Capítulo 18 de 35

Automação de Registro: Sincronizando o Supabase Auth com o Banco de Dados

Índice do Manual

A criação de um novo usuário em um sistema SaaS B2B parece uma tarefa inofensiva. O usuário digita o e-mail, a senha e clica em "Cadastrar". No entanto, nos bastidores arquiteturais, esse é um dos momentos mais frágeis da engenharia de software.

Quando você utiliza uma plataforma corporativa como o Supabase, o registro ocorre em um esquema de segurança isolado (o auth.users). Porém, para que você consiga mostrar o nome ou a foto desse usuário no painel do sistema, você precisa de uma cópia dessa identidade na sua tabela pública (geralmente chamada de profiles ou usuarios).

O erro amador muito visto espalhado pelo mercado é delegar essa sincronização para o Frontend. Este manual documenta o Padrão Transacional de Registro, garantindo que o seu banco de dados nunca sofra com perfis fantasmas.


O Risco da Sincronização via Frontend

A lógica falha tradicional funciona assim no React/Next.js:

  1. O frontend chama a API de Sign Up. O usuário é criado no Supabase Auth.
  2. O frontend espera o retorno de sucesso.
  3. O frontend faz uma segunda requisição inserindo o Nome e E-mail na tabela profiles.

Onde a arquitetura quebra? Se o celular do usuário perder o sinal de internet exatamente no milissegundo entre o Passo 1 e o Passo 3, o seu sistema terá um "Usuário Fantasma". Ele existe no sistema de login, consegue autenticar, mas não tem uma linha na tabela profiles.

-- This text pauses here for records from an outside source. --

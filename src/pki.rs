//! The certificate authority itself: ties keys, certificates and CRLs to a
//! store.

use std::path::PathBuf;

use tracing::{debug, info};

use crate::cert::params::CertificateRequest;
use crate::cert::{Certificate, CertificateWithPrivateKey, generate_certificate};
use crate::config::PkiConfig;
use crate::crl::{Crl, CrlData, generate_crl};
use crate::error::{PkiError, Result};
use crate::issuer::Issuer;
use crate::key::{KeyContainer, PrivateKey};
use crate::passphrase::PassphraseReader;
use crate::store::{ArtifactKind, ArtifactStore, DirectoryStore};
use crate::tbs_certificate::{CertificateTemplate, now_utc};

/// Logical name of the root authority.
pub const ROOT_CA_NAME: &str = "root-ca";

/// An authority context: one store and the configuration that governs it.
///
/// Nothing is cached between calls; every operation loads what it needs.
pub struct Pki<S: ArtifactStore> {
    store: S,
    config: PkiConfig,
}

impl Pki<DirectoryStore> {
    /// Opens an initialized directory, reading its `cfg.json`.
    pub fn open(path: impl Into<PathBuf>) -> Result<Self> {
        let store = DirectoryStore::new(path);
        let config = store.load_config()?;
        Ok(Self::new(store, config))
    }

    /// Creates the directory and its default configuration.
    pub fn initialize(path: impl Into<PathBuf>) -> Result<Self> {
        let store = DirectoryStore::new(path);
        let config = store.initialize()?;
        Ok(Self::new(store, config))
    }
}

impl<S: ArtifactStore> Pki<S> {
    pub fn new(store: S, config: PkiConfig) -> Self {
        Self { store, config }
    }

    pub fn store(&self) -> &S {
        &self.store
    }

    pub fn config(&self) -> &PkiConfig {
        &self.config
    }

    /// Creates the root authority: key, self-signed certificate and an empty
    /// CRL expiring with it.
    ///
    /// Everything is computed before the first write, so a signing failure
    /// leaves the store untouched.
    pub fn bootstrap_root(
        &self,
        request: &CertificateRequest,
        password: Option<&str>,
    ) -> Result<CertificateWithPrivateKey> {
        let mut request = request.clone();
        request.is_ca = true;

        let key = PrivateKey::generate()?;
        let template =
            CertificateTemplate::from_request(&request, self.config.extended_key_usage_policy)?;
        let cert = generate_certificate(&template, &key.public_key(), None, &key)?;
        let crl = generate_crl(&cert, &key, &CrlData::new_for_issuer(&cert)?)?;
        let container = KeyContainer::seal(&key, password)?;

        self.write_private_key(ROOT_CA_NAME, &container)?;
        self.write_certificate(ROOT_CA_NAME, &cert)?;
        self.write_crl(ROOT_CA_NAME, &crl, false)?;

        Ok(CertificateWithPrivateKey { cert, key })
    }

    /// Issues certificate `name` under `issuer_name`.
    ///
    /// `request` is completed from the configured defaults first. An
    /// authority certificate also gets an empty CRL so it can revoke later.
    pub fn issue(
        &self,
        name: &str,
        request: &CertificateRequest,
        issuer_name: &str,
        new_key_password: Option<&str>,
        passphrase: &dyn PassphraseReader,
    ) -> Result<Certificate> {
        let mut request = request.clone();
        request.update_from_defaults(&self.config.certificates);
        let template =
            CertificateTemplate::from_request(&request, self.config.extended_key_usage_policy)?;

        let issuer = self.load_authority(issuer_name, passphrase)?;

        let key = PrivateKey::generate()?;
        let cert = issuer.as_issuer().issue(&template, &key.public_key())?;
        let container = KeyContainer::seal(&key, new_key_password)?;

        self.write_private_key(name, &container)?;
        self.write_certificate(name, &cert)?;

        if request.is_ca {
            let crl = generate_crl(&cert, &key, &CrlData::new_for_issuer(&cert)?)?;
            self.write_crl(name, &crl, false)?;
        }

        Ok(cert)
    }

    /// Appends `cert_name` to the CRL of `issuer_name` and signs it again.
    pub fn revoke(
        &self,
        cert_name: &str,
        issuer_name: &str,
        passphrase: &dyn PassphraseReader,
    ) -> Result<CrlData> {
        let issuer = self.load_authority(issuer_name, passphrase)?;
        let cert = self.load_certificate(cert_name)?;
        let mut data = CrlData::from_crl(&self.load_crl(issuer_name)?)?;

        // The expiration stays pinned to the issuer certificate.
        data.add_revoked_certificate(cert.serial_number().clone(), now_utc()?);
        debug!(
            serial = %hex::encode(cert.serial_number().as_bytes()),
            issuer = issuer_name,
            "revoking certificate"
        );

        let crl = generate_crl(&issuer.cert, &issuer.key, &data)?;
        self.write_crl(issuer_name, &crl, true)?;
        Ok(data)
    }

    pub fn load_private_key(
        &self,
        name: &str,
        passphrase: &dyn PassphraseReader,
    ) -> Result<PrivateKey> {
        info!(artifact = name, "loading private key");
        let container = KeyContainer::from_pem(&self.store.read(ArtifactKind::PrivateKey, name)?)?;
        container.open(|| Ok(passphrase.read_passphrase(name)?))
    }

    pub fn load_certificate(&self, name: &str) -> Result<Certificate> {
        info!(artifact = name, "loading certificate");
        Certificate::from_pem(&self.store.read(ArtifactKind::Certificate, name)?)
    }

    pub fn load_crl(&self, name: &str) -> Result<Crl> {
        info!(artifact = name, "loading crl");
        Crl::from_pem(&self.store.read(ArtifactKind::Crl, name)?)
    }

    /// Loads an issuing authority. Authorities sign with P-256 keys only.
    pub fn load_authority(
        &self,
        name: &str,
        passphrase: &dyn PassphraseReader,
    ) -> Result<CertificateWithPrivateKey> {
        let cert = self.load_certificate(name)?;
        let key = self.load_private_key(name, passphrase)?;
        if !key.is_ecdsa_p256() {
            return Err(PkiError::UnsupportedKeyType(format!(
                "authority {name:?} must use an ECDSA P-256 key"
            )));
        }
        Ok(CertificateWithPrivateKey { cert, key })
    }

    fn write_private_key(&self, name: &str, container: &KeyContainer) -> Result<()> {
        info!(artifact = name, encrypted = container.is_encrypted(), "creating private key");
        self.store
            .write(ArtifactKind::PrivateKey, name, &container.to_pem())
    }

    fn write_certificate(&self, name: &str, cert: &Certificate) -> Result<()> {
        info!(
            artifact = name,
            serial = %hex::encode(cert.serial_number().as_bytes()),
            "creating certificate"
        );
        self.store
            .write(ArtifactKind::Certificate, name, &cert.to_pem()?)
    }

    fn write_crl(&self, name: &str, crl: &Crl, update: bool) -> Result<()> {
        if update {
            info!(artifact = name, "updating crl");
        } else {
            info!(artifact = name, "creating crl");
        }
        self.store.write(ArtifactKind::Crl, name, &crl.to_pem()?)
    }
}

#[cfg(test)]
mod tests {
    use super::*;
    use crate::cert::extensions::{BasicConstraints, ExtendedKeyUsage, KeyPurpose};
    use crate::cert::params::{ExtendedKeyUsagePolicy, Subject};
    use crate::passphrase::{MemoryPassphraseReader, NoPassphraseReader, PassphraseError};
    use crate::store::MemoryStore;

    fn pki() -> Pki<MemoryStore> {
        Pki::new(MemoryStore::new(), PkiConfig::default())
    }

    fn root_request() -> CertificateRequest {
        CertificateRequest::builder()
            .validity(3650)
            .subject(Subject::builder().common_name("Root").build())
            .build()
    }

    #[test]
    fn bootstrap_forces_ca_and_writes_all_artifacts() {
        let pki = pki();
        let root = pki.bootstrap_root(&root_request(), None).unwrap();

        let bc: BasicConstraints = root.cert.find_extension().unwrap().unwrap();
        assert!(bc.ca);
        for kind in [
            ArtifactKind::PrivateKey,
            ArtifactKind::Certificate,
            ArtifactKind::Crl,
        ] {
            assert!(pki.store().contains(kind, ROOT_CA_NAME));
        }

        let crl = CrlData::from_crl(&pki.load_crl(ROOT_CA_NAME).unwrap()).unwrap();
        assert!(crl.revoked_certificates.is_empty());
        assert_eq!(crl.expiration_date, root.cert.not_after().unwrap());
    }

    #[test]
    fn second_bootstrap_is_refused() {
        let pki = pki();
        pki.bootstrap_root(&root_request(), None).unwrap();
        assert!(matches!(
            pki.bootstrap_root(&root_request(), None),
            Err(PkiError::AlreadyExists(_))
        ));
    }

    #[test]
    fn password_is_only_read_for_encrypted_keys() {
        let pki = pki();
        pki.bootstrap_root(&root_request(), None).unwrap();
        pki.load_private_key(ROOT_CA_NAME, &NoPassphraseReader)
            .unwrap();

        let pki = self::pki();
        pki.bootstrap_root(&root_request(), Some("root-password"))
            .unwrap();
        assert!(matches!(
            pki.load_private_key(ROOT_CA_NAME, &NoPassphraseReader),
            Err(PkiError::Passphrase(PassphraseError::Unavailable(_)))
        ));
        assert!(matches!(
            pki.load_private_key(ROOT_CA_NAME, &MemoryPassphraseReader::new("wrong-password")),
            Err(PkiError::Decryption)
        ));
        pki.load_private_key(ROOT_CA_NAME, &MemoryPassphraseReader::new("root-password"))
            .unwrap();
    }

    #[test]
    fn issue_merges_defaults_and_applies_policy() {
        let mut config = PkiConfig::default();
        config.extended_key_usage_policy = ExtendedKeyUsagePolicy::AlwaysServerAuth;
        let pki = Pki::new(MemoryStore::new(), config);
        let root = pki.bootstrap_root(&root_request(), None).unwrap();

        let request = CertificateRequest::builder()
            .subject(Subject::builder().common_name("client").build())
            .is_client_certificate(true)
            .build();
        let cert = pki
            .issue("client", &request, ROOT_CA_NAME, None, &NoPassphraseReader)
            .unwrap();

        cert.verify_signature(&root.key.public_key()).unwrap();
        assert_eq!(
            cert.not_after().unwrap() - cert.not_before().unwrap(),
            time::Duration::days(365)
        );
        let eku: ExtendedKeyUsage = cert.find_extension().unwrap().unwrap();
        assert_eq!(eku.purposes, vec![KeyPurpose::ServerAuth]);
        assert!(!pki.store().contains(ArtifactKind::Crl, "client"));
        assert_eq!(pki.load_certificate("client").unwrap(), cert);
    }

    #[test]
    fn intermediate_authority_gets_its_own_crl() {
        let pki = pki();
        pki.bootstrap_root(&root_request(), None).unwrap();
        let request = CertificateRequest::builder()
            .subject(Subject::builder().common_name("Intermediate").build())
            .is_ca(true)
            .build();
        let intermediate = pki
            .issue("intermediate", &request, ROOT_CA_NAME, None, &NoPassphraseReader)
            .unwrap();

        let crl = pki.load_crl("intermediate").unwrap();
        crl.verify_signature(&intermediate.public_key().unwrap())
            .unwrap();

        let leaf = CertificateRequest::builder()
            .subject(Subject::builder().common_name("leaf").build())
            .build();
        pki.issue("leaf", &leaf, "intermediate", None, &NoPassphraseReader)
            .unwrap();
        let data = pki
            .revoke("leaf", "intermediate", &NoPassphraseReader)
            .unwrap();
        assert_eq!(data.revoked_certificates.len(), 1);
        assert!(
            CrlData::from_crl(&pki.load_crl(ROOT_CA_NAME).unwrap())
                .unwrap()
                .revoked_certificates
                .is_empty()
        );
    }

    #[test]
    fn revoke_appends_to_issuer_crl() {
        let pki = pki();
        let root = pki.bootstrap_root(&root_request(), None).unwrap();
        let expiration = root.cert.not_after().unwrap();
        let request = CertificateRequest::builder()
            .subject(Subject::builder().common_name("a").build())
            .build();
        let a = pki
            .issue("a", &request, ROOT_CA_NAME, None, &NoPassphraseReader)
            .unwrap();
        let b = pki
            .issue("b", &request, ROOT_CA_NAME, None, &NoPassphraseReader)
            .unwrap();

        pki.revoke("a", ROOT_CA_NAME, &NoPassphraseReader).unwrap();
        let data = pki.revoke("b", ROOT_CA_NAME, &NoPassphraseReader).unwrap();

        let stored = CrlData::from_crl(&pki.load_crl(ROOT_CA_NAME).unwrap()).unwrap();
        assert_eq!(stored, data);
        assert_eq!(stored.expiration_date, expiration);
        let serials: Vec<_> = stored
            .revoked_certificates
            .iter()
            .map(|entry| entry.serial_number.clone())
            .collect();
        assert_eq!(
            serials,
            vec![a.serial_number().clone(), b.serial_number().clone()]
        );
    }

    #[test]
    fn missing_issuer_is_not_found() {
        let pki = pki();
        let request = CertificateRequest::builder()
            .subject(Subject::builder().common_name("orphan").build())
            .build();
        assert!(matches!(
            pki.issue("orphan", &request, ROOT_CA_NAME, None, &NoPassphraseReader),
            Err(PkiError::NotFound(_))
        ));
        assert!(!pki.store().contains(ArtifactKind::PrivateKey, "orphan"));
    }
}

Quando o painel do seu sistema tentar ler os dados dele, o software vai travar, disparando um erro "Null Pointer" no meio da tela.

A Solução: Automação Direta no Banco de Dados (Triggers)

A regra de ouro da engenharia de dados é: Nunca confie na rede do cliente para manter a consistência do seu banco.

Para resolvermos isso de forma definitiva, nós cortamos o Frontend da equação de sincronização. Nós configuramos o próprio motor do PostgreSQL para escutar a criação de contas e agir de forma autônoma, na velocidade da luz (latência zero).

Fazemos isso criando uma Função (Function) e um Gatilho (Trigger) diretamente no banco de dados.

O Script SQL Padrão

O script abaixo é a fundação que deve ser executada em todos os novos projetos. Ele diz ao banco de dados: "Toda vez que uma nova linha for inserida na tabela segura auth.users, copie o ID e o E-mail para a tabela pública profiles automaticamente".

-- 1. Criamos a Função de Automação
CREATE OR REPLACE FUNCTION public.handle_new_user()
RETURNS trigger
LANGUAGE plpgsql
SECURITY DEFINER SET search_path = public
AS $$
BEGIN
  -- Inserimos os dados iniciais do usuário de forma automática
  INSERT INTO public.profiles (id, email, nome_completo, criado_em)
  VALUES (
    NEW.id,
    NEW.email,
    NEW.raw_user_meta_data ->> 'nome_completo', -- Extrai o nome enviado no Sign Up
    NOW()
  );
  
  RETURN NEW;
END;
$$;

-- 2. Criamos o Gatilho (Trigger) que acorda a Função
CREATE TRIGGER on_auth_user_created
  AFTER INSERT ON auth.users
  FOR EACH ROW EXECUTE PROCEDURE public.handle_new_user();

O Impacto Transacional

Ao adotar essa arquitetura, o processo se torna Atômico. O usuário não é apenas salvo; ele é registrado de forma indestrutível. Se o seu servidor cair, se a internet do cliente falhar, ou se um ataque DDoS derrubar o frontend, não importa. O banco de dados Postgres executará a inserção na tabela profiles de forma nativa e garantida.

A diferença entre um desenvolvedor que constrói "sistemas de tutorial" e um Arquiteto que orquestra plataformas B2B está na capacidade de prever a falha da rede e delegar a responsabilidade para o componente mais resiliente da infraestrutura: o banco de dados.